Single microvascular perfusion

To avoid hemolysis in the imaged microvessel, we filled a reservoir with hemolysis-free, freshly isolated and HEPES-buffer resuspended RBCs. We then directly pump-perfused these RBCs into the imaged microvessels through a microcatheter placed in a small branch of the pulmonary vein. The infused RBCs did not recirculate. In separate experiments, we centrifuged samples of wild-type (WT) or BERK-trait RBC collected from the microcatheter effluent to determine free Hb. No free Hb was detectable, indicating that perfusing RBCs through the microcatheter did not cause hemolysis. The microcatheter procedure was not required in mouse lungs because perfusion with RBC-HEPES did not cause hemolysis as determined by the aforementioned centrifugation method.
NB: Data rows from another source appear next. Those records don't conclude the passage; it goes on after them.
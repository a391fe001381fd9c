//! Render functions for the TUI.
//!
//! Each frame is drawn as a header (breadcrumb), the visible screen, and a
//! status bar, with the warnings overlay on top when toggled.

use crate::app::App;
use crate::navigation::FrameKind;
use crate::util::{display_width, single_line, truncate_to_width};
use ratatui::{
    layout::{Alignment, Constraint, Direction, Layout, Rect},
    style::Style,
    text::{Line, Span},
    widgets::{Block, Borders, Clear, Paragraph, Wrap},
    Frame,
};

use super::{list, reader, status};

/// Minimum terminal dimensions required for normal operation.
pub(super) const MIN_WIDTH: u16 = 40;
pub(super) const MIN_HEIGHT: u16 = 8;

/// Main render dispatch function.
pub(super) fn render(f: &mut Frame, app: &App) {
    let area = f.area();

    if area.width < 1 || area.height < 1 {
        return;
    }

    if area.width < MIN_WIDTH || area.height < MIN_HEIGHT {
        let msg = if area.height < 3 || area.width < 20 {
            Paragraph::new("Too small")
        } else {
            Paragraph::new(format!(
                "Terminal too small\n\nMinimum: {}x{}\nCurrent: {}x{}",
                MIN_WIDTH, MIN_HEIGHT, area.width, area.height
            ))
            .alignment(Alignment::Center)
        };
        f.render_widget(msg, area);
        return;
    }

    let chunks = Layout::default()
        .direction(Direction::Vertical)
        .constraints([
            Constraint::Length(1),
            Constraint::Min(0),
            Constraint::Length(1),
        ])
        .split(area);

    render_header(f, app, chunks[0]);

    let background = app
        .background()
        .map(|color| Style::default().bg(color))
        .unwrap_or_default();
    match app.navigation.current().map(|frame| &frame.kind) {
        Some(FrameKind::Article(item)) => reader::render(f, app, item, chunks[1], background),
        _ => list::render(f, app, chunks[1], background),
    }

    status::render(f, app, chunks[2]);

    if app.show_warnings {
        render_warnings_overlay(f, app);
    }
}

/// Breadcrumb line: back target, then the path of frame titles.
fn render_header(f: &mut Frame, app: &App, area: Rect) {
    let width = area.width as usize;
    let mut spans = Vec::new();

    if app.navigation.is_home() {
        spans.push(Span::styled(
            format!("cms-preview · {}", app.loader.describe()),
            app.style("breadcrumb"),
        ));
    } else {
        let back = match app.breadcrumb() {
            Some(crumb) => match crumb.section_icon.as_deref() {
                Some(icon) => format!(
                    "‹ [{}] {}",
                    single_line(icon),
                    single_line(&crumb.section_name)
                ),
                None => format!("‹ {}", single_line(&crumb.section_name)),
            },
            None => "‹ Home".to_string(),
        };
        spans.push(Span::styled(back, app.style("breadcrumb")));

        let path = app
            .navigation
            .frames()
            .iter()
            .map(|frame| single_line(frame.title()))
            .collect::<Vec<_>>()
            .join(" / ");
        spans.push(Span::raw("  "));
        spans.push(Span::styled(path, app.style("reader_metadata")));
    }

    let line: String = spans.iter().map(|s| s.content.as_ref()).collect();
    if display_width(&line) > width {
        // Keep the back target readable on narrow terminals
        let text = truncate_to_width(&line, width).into_owned();
        f.render_widget(Paragraph::new(text).style(app.style("breadcrumb")), area);
    } else {
        f.render_widget(Paragraph::new(Line::from(spans)), area);
    }
}

/// Build warnings overlay, centered on screen.
fn render_warnings_overlay(f: &mut Frame, app: &App) {
    let area = f.area();

    let mut text: Vec<Line> = if app.warnings.is_empty() {
        vec![Line::from("No warnings")]
    } else {
        app.warnings
            .iter()
            .map(|w| Line::from(format!("• {}", w)))
            .collect()
    };
    if app.skipped_orphans > 0 {
        text.push(Line::from(format!(
            "• {} item(s) without a collection were skipped",
            app.skipped_orphans
        )));
    }
    text.push(Line::from(""));
    text.push(Line::from("(w/Esc) Close"));

    let width = 70u16.min(area.width.saturating_sub(4));
    let height = (text.len().min(64) as u16 + 2).min(area.height.saturating_sub(4));
    let x = area.x + (area.width.saturating_sub(width)) / 2;
    let y = area.y + (area.height.saturating_sub(height)) / 2;
    let overlay = Rect::new(x, y, width, height);

    if overlay.width < 20 || overlay.height < 4 {
        return;
    }

    f.render_widget(Clear, overlay);

    let paragraph = Paragraph::new(text)
        .block(
            Block::default()
                .borders(Borders::ALL)
                .border_style(app.style("panel_border_focused"))
                .title(" Build warnings "),
        )
        .wrap(Wrap { trim: true })
        .style(app.style("reader_body"));

    f.render_widget(paragraph, overlay);
}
To investigate the effect of leukocyte and platelets, we infused isolated leukocytes in combination with isolated platelets into the experimental capillary. For leukocyte isolation 5 mL of whole blood was centrifuged and platelet-rich plasma was removed. The buffy coat was separated and 15 μL of 0.05% fluorescent dye Rhodamine 6G per 1 mL was added. After centrifugation (2000g, 10 minutes), leukocytes were separated and resuspended with 10 mL Ca2+-free HEPES (0.5 × 109 leukocytes/mL) and reinjected shortly before venular imaging. For platelet isolation, 5 mL whole blood was mixed with 1.5 mL phosphate-buffered saline containing 15.2 μM citric acid, 30 μM trisodium citrate, 40 μM dextrose, and 1.5 μg PGE1. After centrifugation of the resulting blood mixture, 500 μL platelet-rich plasma was centrifuged again (2000g, 10 minutes). The supernatant was removed. The pellet containing platelets was resuspended with 2 mL HEPES (0.2 × 109 platelets/mL) and reinjected before imaging was performed.

Hypoxia induction

In preliminary experiments, inflating lungs with hypoxic gas failed to decrease the lung's venous pO2 below normoxic levels, probably because O2 diffusing from the ambient air across the exposed lung surface oxygenated the blood. Hence, to prevent this O2 diffusion, we covered the lungs with gas-tight plastic as in a previous study.16 In plastic-wrapped lungs, switching the inflation gas to a hypoxic mixture containing 95% N2 and 5% CO2 decreased pO2 of the lung venous blood from 175 plus or minus 9 mmHg at baseline, to 22 plus or minus 4 mmHg (P < .05; n = 6). The ensuing increase of pulmonary arterial pressure from 9 plus or minus 2 cm H2O to 13 plus or minus 4 cmH2O (P < .05; n = 5) indicated the presence of hypoxic pulmonary vasoconstriction. Blood pCO2 was constant throughout (39 ± 6 mmHg).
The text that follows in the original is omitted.